Well, if you’ve got a birth rate that is less than two children per women for a decade or two, it’s not a big deal. But if you do that for, say, 7 or 8 decades, all of a sudden you’ve got a problem. And the issue we have in a lot of Europe is that they drop below replacement as far back as the 50s and the 60s, and they drop past 1.5 children per woman as far back as the 70s, in the 80s. 

And you play that for another 50 years. And it’s not so much that, population reconstitution is impossible. It’s been impossible for decades. But now, at the point that the last people who were born in normal times are now turning 60 and 70. And nowhere is that more advanced than here in Italy. So it’s not that demographics, when they turn, generate a more conservative population. 

It’s that when people retire, they get a little crotchety. And we’re now seeing people across Europe in vast numbers age past that point, and they didn’t have enough children to generate a more economically pragmatic population. And since those people don’t exist, there was not another generation born below to be more liberal. So if you remove the liberality of the youth and the moderation of the middle age folks and all, you’re left with crotchety crunchiness, you get more reactionary politics, electoral systems and ultimately governments. 

It’s furthest along here in Italy. Coming up a close second is Germany, and I’m sure there’s no one worried about that. And after that, you’ve got places like Portugal, Austria, the Netherlands and Poland which are adding to this and a similar rate, but from a slightly younger base. So we are going to see more and more conservative politics, more and more socially conservative politics, more and more populist politics. 

Moving on.
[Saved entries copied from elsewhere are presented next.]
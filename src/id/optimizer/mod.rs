pub mod hilo;
pub mod noop;
pub mod pooled;
pub mod pooled_lo;

use std::fmt::Debug;

use crate::core::{OrmError, Result};

pub use hilo::HiLoOptimizer;
pub use noop::NoopOptimizer;
pub use pooled::PooledOptimizer;
pub use pooled_lo::PooledLoOptimizer;

/// One round trip to the underlying sequence or table.
pub trait AccessCallback {
    fn next_value(&mut self) -> Result<i64>;
}

impl<F> AccessCallback for F
where
    F: FnMut() -> Result<i64>,
{
    fn next_value(&mut self) -> Result<i64> {
        self()
    }
}

/// Block allocation strategy over a database value source.
pub trait Optimizer: Send + Sync + Debug {
    fn generate(&self, callback: &mut dyn AccessCallback) -> Result<i64>;

    fn increment_size(&self) -> i64;

    /// Most recent value obtained from the database.
    fn last_source_value(&self) -> Option<i64>;

    /// Whether the database source itself advances by the increment size.
    fn applies_increment_to_source(&self) -> bool;
}

#[derive(Debug, Clone, Copy, PartialEq, Eq)]
pub enum OptimizerDescriptor {
    None,
    HiLo,
    Pooled,
    PooledLo,
}

impl OptimizerDescriptor {
    pub fn from_name(name: &str) -> Result<Self> {
        match name.trim().to_ascii_lowercase().as_str() {
            "none" => Ok(Self::None),
            "hilo" => Ok(Self::HiLo),
            "pooled" => Ok(Self::Pooled),
            "pooled-lo" | "pooled_lo" => Ok(Self::PooledLo),
            other => Err(OrmError::Configuration(format!("Unknown optimizer '{}'", other))),
        }
    }

    pub fn name(&self) -> &'static str {
        match self {
            Self::None => "none",
            Self::HiLo => "hilo",
            Self::Pooled => "pooled",
            Self::PooledLo => "pooled-lo",
        }
    }

    /// Optimizer used when the mapping names none.
    pub fn default_for(increment_size: i64, prefer_pooled_lo: bool) -> Self {
        if increment_size <= 1 {
            Self::None
        } else if prefer_pooled_lo {
            Self::PooledLo
        } else {
            Self::Pooled
        }
    }

    pub fn applies_increment_to_source(&self) -> bool {
        matches!(self, Self::Pooled | Self::PooledLo)
    }

    pub fn build(&self, increment_size: i64, initial_value: i64) -> Result<Box<dyn Optimizer>> {
        if increment_size < 1 {
            return Err(OrmError::Configuration(format!(
                "Increment size must be >= 1 for optimizer {}, got {}",
                self.name(),
                increment_size
            )));
        }
        Ok(match self {
            Self::None => Box::new(NoopOptimizer::new(increment_size)),
            Self::HiLo => Box::new(HiLoOptimizer::new(increment_size)),
            Self::Pooled => Box::new(PooledOptimizer::new(increment_size, initial_value)),
            Self::PooledLo => Box::new(PooledLoOptimizer::new(increment_size)),
        })
    }
}

#[cfg(test)]
mod tests {
    use super::*;

    #[test]
    fn test_default_choice() {
        assert_eq!(OptimizerDescriptor::default_for(1, false), OptimizerDescriptor::None);
        assert_eq!(OptimizerDescriptor::default_for(50, false), OptimizerDescriptor::Pooled);
        assert_eq!(OptimizerDescriptor::default_for(50, true), OptimizerDescriptor::PooledLo);
    }

    #[test]
    fn test_names_and_validation() {
        assert_eq!(OptimizerDescriptor::from_name("pooled-lo").unwrap(), OptimizerDescriptor::PooledLo);
        assert!(OptimizerDescriptor::from_name("legacy").is_err());
        assert!(OptimizerDescriptor::Pooled.build(0, 1).is_err());
    }
}
pub mod change;
pub mod eval;
pub mod memory;

use std::sync::Arc;
use std::time::Duration;

use crate::core::{OrmError, Result, Row, SqlType, Value};
use crate::sql::{ParameterBindings, RenderedStatement, RoutineSignature, Statement};

pub use memory::{MemoryConnection, MemoryDatabase};

/// A statement ready for execution: SQL text, tree and bound values.
#[derive(Debug, Clone)]
pub struct PreparedStatement {
    pub rendered: Arc<RenderedStatement>,
    pub bindings: ParameterBindings,
    pub values: Vec<Value>,
    pub timeout: Option<Duration>,
}

impl PreparedStatement {
    pub fn prepare(
        rendered: Arc<RenderedStatement>,
        bindings: ParameterBindings,
        timeout: Option<Duration>,
    ) -> Result<Self> {
        let values = rendered.bind(&bindings)?;
        Ok(Self {
            rendered,
            bindings,
            values,
            timeout,
        })
    }

    pub fn sql(&self) -> &str {
        &self.rendered.sql
    }

    pub fn statement(&self) -> &Statement {
        &self.rendered.statement
    }
}

/// DDL plus executable body of a generated stored routine.
#[derive(Debug, Clone)]
pub struct RoutineDefinition {
    pub signature: RoutineSignature,
    pub ddl: String,
    pub body: Arc<Statement>,
}

/// Forward-only cursor over a result set.
pub trait ResultCursor {
    fn next_row(&mut self) -> Result<bool>;

    /// Read column `offset` of the current row as `sql_type`.
    fn get(&self, offset: usize, sql_type: SqlType) -> Result<Value>;

    fn column_count(&self) -> usize;
}

pub trait JdbcConnection: Send {
    fn execute_query(&mut self, statement: &PreparedStatement) -> Result<Box<dyn ResultCursor>>;

    /// Returns the affected row count.
    fn execute_update(&mut self, statement: &PreparedStatement) -> Result<usize>;

    fn create_routine(&mut self, routine: &RoutineDefinition) -> Result<()>;

    fn begin(&mut self) -> Result<()>;

    fn commit(&mut self) -> Result<()>;

    fn rollback(&mut self) -> Result<()>;

    fn in_transaction(&self) -> bool;

    /// Increment the database declares for a sequence, when it can tell.
    fn sequence_increment(&mut self, sequence: &str) -> Result<Option<i64>>;
}

pub trait ConnectionProvider: Send + Sync {
    fn get_connection(&self) -> Result<Box<dyn JdbcConnection>>;
}

/// Cursor over fully materialized rows.
pub struct RowsCursor {
    rows: Vec<Row>,
    width: usize,
    position: Option<usize>,
}

impl RowsCursor {
    pub fn new(rows: Vec<Row>, width: usize) -> Self {
        Self {
            rows,
            width,
            position: None,
        }
    }
}

impl ResultCursor for RowsCursor {
    fn next_row(&mut self) -> Result<bool> {
        let next = self.position.map_or(0, |p| p + 1);
        self.position = Some(next);
        Ok(next < self.rows.len())
    }

    fn get(&self, offset: usize, sql_type: SqlType) -> Result<Value> {
        let row = self
            .position
            .and_then(|p| self.rows.get(p))
            .ok_or_else(|| OrmError::Jdbc("Cursor is not positioned on a row".into()))?;
        let value = row
            .get(offset)
            .cloned()
            .ok_or_else(|| OrmError::Jdbc(format!("Column offset {} out of range", offset)))?;
        value.coerce(sql_type)
    }

    fn column_count(&self) -> usize {
        self.width
    }
}

/// Adds statement context to backend failures.
pub trait SqlExceptionConverter: Send + Sync {
    fn convert(&self, error: OrmError, sql: &str) -> OrmError;
}

#[derive(Debug, Default)]
pub struct StandardSqlExceptionConverter;

impl SqlExceptionConverter for StandardSqlExceptionConverter {
    fn convert(&self, error: OrmError, sql: &str) -> OrmError {
        match error {
            OrmError::Jdbc(message) => OrmError::Jdbc(format!("{} [{}]", message, sql)),
            OrmError::QueryTimeout(message) => OrmError::QueryTimeout(format!("{} [{}]", message, sql)),
            other => other,
        }
    }
}
impl Session {
    pub(crate) fn open(factory: Arc<FactoryInner>) -> Result<Session> {
        let state = SessionState::new(factory.clone());
        let shared = Arc::new_cyclic(|weak: &Weak<SessionShared>| {
            let target: Arc<dyn CallbackTarget> = Arc::new(SessionCallbacks { shared: weak.clone() });
            let mapper = factory.exception_mapper.clone();
            let checker = factory.flush_checker.clone();
            let coordinator: Arc<dyn SynchronizationCallbackCoordinator> = if factory.settings.jta_track_by_thread {
                Arc::new(TrackingCoordinator::new(target, mapper, checker))
            } else {
                Arc::new(NonTrackingCoordinator::new(target, mapper, checker))
            };
            SessionShared {
                factory,
                state: Mutex::new(state),
                coordinator,
            }
        });
        debug!("Opened session");
        Ok(Session { shared })
    }

    fn ensure_open(&self) -> Result<()> {
        self.shared.state.lock()?.ensure_open()
    }

    fn lock(&self) -> Result<MutexGuard<'_, SessionState>> {
        let state = self.shared.state.lock()?;
        state.ensure_open()?;
        Ok(state)
    }

    /// Process a rollback completed on another thread, then join the
    /// current JTA transaction if there is one. Runs without the state lock.
    fn pulse(&self) -> Result<()> {
        self.ensure_open()?;
        self.shared.coordinator.process_any_delayed_after_completion()?;
        self.join_jta()
    }

    fn join_jta(&self) -> Result<()> {
        let Some(platform) = self.shared.factory.jta_platform.clone() else {
            return Ok(());
        };
        let Some(current) = platform.current_transaction() else {
            return Ok(());
        };
        {
            let mut state = self.lock()?;
            if state.jta_transaction == Some(current) {
                return Ok(());
            }
            if state.transaction.can_rollback() {
                return Err(OrmError::Transaction(
                    "Cannot join a JTA transaction while a local transaction is active".into(),
                ));
            }
            state.jta_transaction = Some(current);
            state.begin_connection_transaction()?;
        }
        let synchronization = Arc::new(RegisteredSynchronization::new(self.shared.coordinator.clone()));
        if let Err(err) = platform.register_synchronization(current, synchronization) {
            let mut state = self.shared.state.lock()?;
            state.jta_transaction = None;
            state.end_connection_transaction(false)?;
            return Err(err);
        }
        debug!("Joined JTA transaction {}", current);
        Ok(())
    }

    fn run<T>(&self, f: impl FnOnce(&mut SessionState) -> Result<T>) -> Result<T> {
        self.pulse()?;
        let mut state = self.lock()?;
        f(&mut state)
    }

    // ========================================================================
    // Loading
    // ========================================================================

    /// Initialized instance for `id`, or `None` when no row exists.
    pub fn get(&self, entity: &str, id: impl Into<Identifier>) -> Result<Option<EntityHandle>> {
        let id = id.into();
        self.run(|s| s.get(entity, id))
    }

    /// Reference to `id` without reading the database; a proxy unless the
    /// instance is already managed.
    pub fn load(&self, entity: &str, id: impl Into<Identifier>) -> Result<EntityHandle> {
        let id = id.into();
        self.run(|s| s.load(entity, id))
    }

    /// Every instance of `entity` matching all `restrictions`.
    pub fn find_all(&self, entity: &str, restrictions: &[Restriction]) -> Result<Vec<EntityHandle>> {
        self.run(|s| s.find_all(entity, restrictions))
    }

    /// Initialize a proxy; fails with `ObjectNotFound` when its row is gone.
    pub fn initialize(&self, handle: &EntityHandle) -> Result<()> {
        self.run(|s| s.initialize_entity(handle))
    }

    pub fn initialize_collection(&self, collection: &CollectionHandle) -> Result<()> {
        self.run(|s| s.initialize_collection(collection))
    }

    /// Re-read the state of `handle` and its refresh-cascaded associations.
    pub fn refresh(&self, handle: &EntityHandle) -> Result<()> {
        self.run(|s| s.refresh(handle))
    }

    pub fn execute_query(&self, query: &SelectionQuery) -> Result<Vec<ResultValue>> {
        self.run(|s| s.execute_query(query))
    }

    pub fn enable_fetch_profile(&self, name: &str) -> Result<()> {
        self.run(|s| {
            let factory = s.factory.clone();
            s.influencers.enable_fetch_profile(&factory.registry, name)
        })
    }

    pub fn disable_fetch_profile(&self, name: &str) -> Result<bool> {
        self.run(|s| Ok(s.influencers.disable_fetch_profile(name)))
    }

    pub fn is_fetch_profile_enabled(&self, name: &str) -> Result<bool> {
        Ok(self.lock()?.influencers.is_fetch_profile_enabled(name))
    }

    // ========================================================================
    // Writing
    // ========================================================================

    /// Make a transient instance managed; its row is inserted at flush.
    pub fn persist(&self, handle: &EntityHandle) -> Result<()> {
        self.run(|s| s.persist(handle))
    }

    /// Copy the state of `handle` onto the managed instance with the same
    /// identifier and return that instance.
    pub fn merge(&self, handle: &EntityHandle) -> Result<EntityHandle> {
        self.run(|s| s.merge(handle))
    }

    /// Schedule a managed instance for deletion at flush.
    pub fn remove(&self, handle: &EntityHandle) -> Result<()> {
        self.run(|s| s.remove(handle))
    }

    pub fn flush(&self) -> Result<()> {
        self.run(|s| s.flush())
    }

    pub fn is_dirty(&self) -> Result<bool> {
        self.run(|s| s.is_dirty())
    }

    pub fn flush_mode(&self) -> Result<FlushMode> {
        Ok(self.lock()?.flush_mode)
    }

    pub fn set_flush_mode(&self, mode: FlushMode) -> Result<()> {
        self.lock()?.flush_mode = mode;
        Ok(())
    }

    // ========================================================================
    // Context
    // ========================================================================

    /// Detach `handle` and what it cascades evict to.
    pub fn evict(&self, handle: &EntityHandle) -> Result<()> {
        self.run(|s| s.evict(handle))
    }

    pub fn clear(&self) -> Result<()> {
        self.run(|s| {
            s.clear();
            Ok(())
        })
    }

    pub fn contains(&self, handle: &EntityHandle) -> Result<bool> {
        Ok(self.lock()?.contains(handle))
    }

    pub fn identifier(&self, handle: &EntityHandle) -> Result<Identifier> {
        let state = self.lock()?;
        state
            .context
            .key_of(handle)
            .map(|key| key.id)
            .ok_or_else(|| OrmError::IllegalState("Instance is not associated with this session".into()))
    }

    pub fn managed_entity_count(&self) -> Result<usize> {
        Ok(self.lock()?.context.entity_count())
    }

    pub fn is_open(&self) -> bool {
        self.shared.state.lock().is_ok_and(|s| !s.closed)
    }

    pub fn close(&self) -> Result<()> {
        let mut state = self.shared.state.lock()?;
        state.close()
    }

    // ========================================================================
    // Transactions
    // ========================================================================

    /// Begin a resource-local transaction.
    pub fn begin(&self) -> Result<TransactionId> {
        self.run(|s| s.begin())
    }

    /// Flush (unless flush mode is manual) and commit the local transaction.
    pub fn commit(&self) -> Result<()> {
        self.run(|s| s.commit())
    }

    pub fn rollback(&self) -> Result<()> {
        self.run(|s| s.rollback())
    }

    pub fn mark_rollback_only(&self) -> Result<()> {
        self.run(|s| {
            if s.jta_transaction.is_some() {
                s.mark_jta_rollback_only()
            } else {
                s.transaction.mark_rollback_only()
            }
        })
    }

    pub fn is_transaction_active(&self) -> Result<bool> {
        Ok(self.lock()?.in_transaction())
    }

    pub fn is_joined_to_jta(&self) -> Result<bool> {
        Ok(self.lock()?.jta_transaction.is_some())
    }
}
Because if you are, turning 70 this year, you’re really not concerned of how things like social rights or economic development, you want your train ticket to be a half a euro and no more. Oh, yeah, that reminds me. Having something like the common currency requires a more balanced economic system. And if you look back demographically at the period we’ve been in the post-Cold War period, we’ve gone through a couple interesting phases because from roughly 1990 until roughly 2015, we saw these people aging, but no one had really hit retirement yet, which meant they hadn’t become interested in no change yet. 

In fact, if you’ve got people who are age 50 to 65 and who don’t have kids, their income is huge. You’re saving loads of money for retirement, the tax base is massive, and the financial wiggle room in that sort of system is absolutely huge. And that’s the same era when the Europeans decided that, hey, let’s do the common currency. 

And if you think back at how insane that sounded at the time, you have industrialized Germany, you’ve got technocratic Luxembourg, you’ve got post industrial Portugal. It’s based entirely on tourism. Who would ever think in a normal system that all of those systems could be under the same currency union? But when there is a huge amount of, financial are just floating around because of all these middle age, not yet retired people, you could try a lot of things. 

And they did. One outcome was the common currency. But now a lot of the people who were generating all that capital to give them wiggle room have moved into mass retirement. And with them, the hopes for the currency go as well. and for those of you who are finance nerds out there, you think the Germans were obsessed with inflation before most of their working age population retired? 

 Just wait till they’re all retirees, because that is something that happens within the next ten years. When that goes down, there isn’t much hope for the euro. So, you know, this is why you can make the most of it. And I’ll see you on the other side of the pond. Take care.